**Work request**
Check each line of the records below for the string "const", then state how many lines contain it, with no other output.

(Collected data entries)
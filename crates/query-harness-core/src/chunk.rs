//! Overlapping fixed-window text chunker.
//!
//! Splits extracted document text into [`Chunk`]s of `size` characters where
//! each window after the first starts `overlap` characters before the
//! previous one ended. Windows are measured in `char`s, so multibyte text
//! never splits inside a code point.
//!
//! # Algorithm
//!
//! 1. Validate `0 < size` and `overlap < size`.
//! 2. Emit the window `[start, start + size)` (clamped to the text end).
//! 3. If the window reached the end of the text, stop.
//! 4. Otherwise advance `start` by `size - overlap` characters and repeat.
//!
//! The iterator is lazy and finite. Clone it to walk the chunks again.
//!
//! # Example
//!
//! ```rust
//! use query_harness_core::chunk::{chunk_text, reassemble};
//!
//! let text = "abcdefghij";
//! let chunks: Vec<_> = chunk_text(text, 4, 1).unwrap().collect();
//! assert_eq!(chunks[0].text, "abcd");
//! assert_eq!(chunks[1].text, "defg");
//! assert_eq!(reassemble(&chunks), text);
//! ```

use serde::Deserialize;
use sha2::{Digest, Sha256};

use crate::error::{Error, Result};

/// Default window length in characters.
pub const DEFAULT_CHUNK_SIZE: usize = 10_000;
/// Default overlap between consecutive windows in characters.
pub const DEFAULT_CHUNK_OVERLAP: usize = 1_000;

/// A contiguous window of the source text.
#[derive(Debug, Clone, PartialEq)]
pub struct Chunk {
    /// Position of this chunk in the sequence, starting at 0.
    pub index: usize,
    /// Character offset (inclusive) of the window in the source text.
    pub start: usize,
    /// Character offset (exclusive) of the window in the source text.
    pub end: usize,
    pub text: String,
    /// SHA-256 of `text`, hex encoded.
    pub hash: String,
}

/// Validated chunking parameters.
#[derive(Debug, Clone, Copy, PartialEq, Eq, Deserialize)]
pub struct ChunkParams {
    pub size: usize,
    pub overlap: usize,
}

impl ChunkParams {
    pub fn new(size: usize, overlap: usize) -> Result<Self> {
        let params = Self { size, overlap };
        params.validate()?;
        Ok(params)
    }

    pub fn validate(&self) -> Result<()> {
        if self.size == 0 {
            return Err(Error::InvalidConfiguration(
                "chunk size must be > 0".to_string(),
            ));
        }
        if self.overlap >= self.size {
            return Err(Error::InvalidConfiguration(format!(
                "chunk overlap ({}) must be smaller than chunk size ({})",
                self.overlap, self.size
            )));
        }
        Ok(())
    }
}

impl Default for ChunkParams {
    fn default() -> Self {
        Self {
            size: DEFAULT_CHUNK_SIZE,
            overlap: DEFAULT_CHUNK_OVERLAP,
        }
    }
}

/// Lazy iterator over the chunks of a text.
#[derive(Debug, Clone)]
pub struct Chunks<'a> {
    text: &'a str,
    params: ChunkParams,
    byte_pos: usize,
    char_pos: usize,
    index: usize,
    done: bool,
}

impl<'a> Iterator for Chunks<'a> {
    type Item = Chunk;

    fn next(&mut self) -> Option<Chunk> {
        if self.done || self.byte_pos >= self.text.len() {
            return None;
        }

        let rest = &self.text[self.byte_pos..];
        let (window_bytes, window_chars) = match rest.char_indices().nth(self.params.size) {
            Some((b, _)) => (b, self.params.size),
            None => (rest.len(), rest.chars().count()),
        };

        let chunk = make_chunk(
            self.index,
            self.char_pos,
            self.char_pos + window_chars,
            &rest[..window_bytes],
        );
        self.index += 1;

        if window_bytes == rest.len() {
            self.done = true;
        } else {
            let step = self.params.size - self.params.overlap;
            // step < size and the window was full, so this char exists
            let advance = rest
                .char_indices()
                .nth(step)
                .map(|(b, _)| b)
                .unwrap_or(rest.len());
            self.byte_pos += advance;
            self.char_pos += step;
        }

        Some(chunk)
    }
}

/// Split `text` into overlapping windows of `size` characters.
///
/// # Errors
///
/// [`Error::InvalidConfiguration`] if `size == 0` or `overlap >= size`.
/// Empty text is not an error and yields no chunks.
pub fn chunk_text(text: &str, size: usize, overlap: usize) -> Result<Chunks<'_>> {
    chunk_with(text, ChunkParams::new(size, overlap)?)
}

/// Like [`chunk_text`], with pre-built parameters.
pub fn chunk_with(text: &str, params: ChunkParams) -> Result<Chunks<'_>> {
    params.validate()?;
    Ok(Chunks {
        text,
        params,
        byte_pos: 0,
        char_pos: 0,
        index: 0,
        done: false,
    })
}

/// Rebuild the source text from its chunks, dropping the overlapping prefix
/// of every chunk after the first.
pub fn reassemble(chunks: &[Chunk]) -> String {
    let mut out = String::new();
    let mut covered = 0usize;
    for c in chunks {
        let skip = covered.saturating_sub(c.start);
        out.extend(c.text.chars().skip(skip));
        covered = covered.max(c.end);
    }
    out
}

/// SHA-256 of a string, hex encoded.
pub fn content_hash(text: &str) -> String {
    let mut hasher = Sha256::new();
    hasher.update(text.as_bytes());
    format!("{:x}", hasher.finalize())
}

fn make_chunk(index: usize, start: usize, end: usize, text: &str) -> Chunk {
    Chunk {
        index,
        start,
        end,
        text: text.to_string(),
        hash: content_hash(text),
    }
}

**Answer section**
2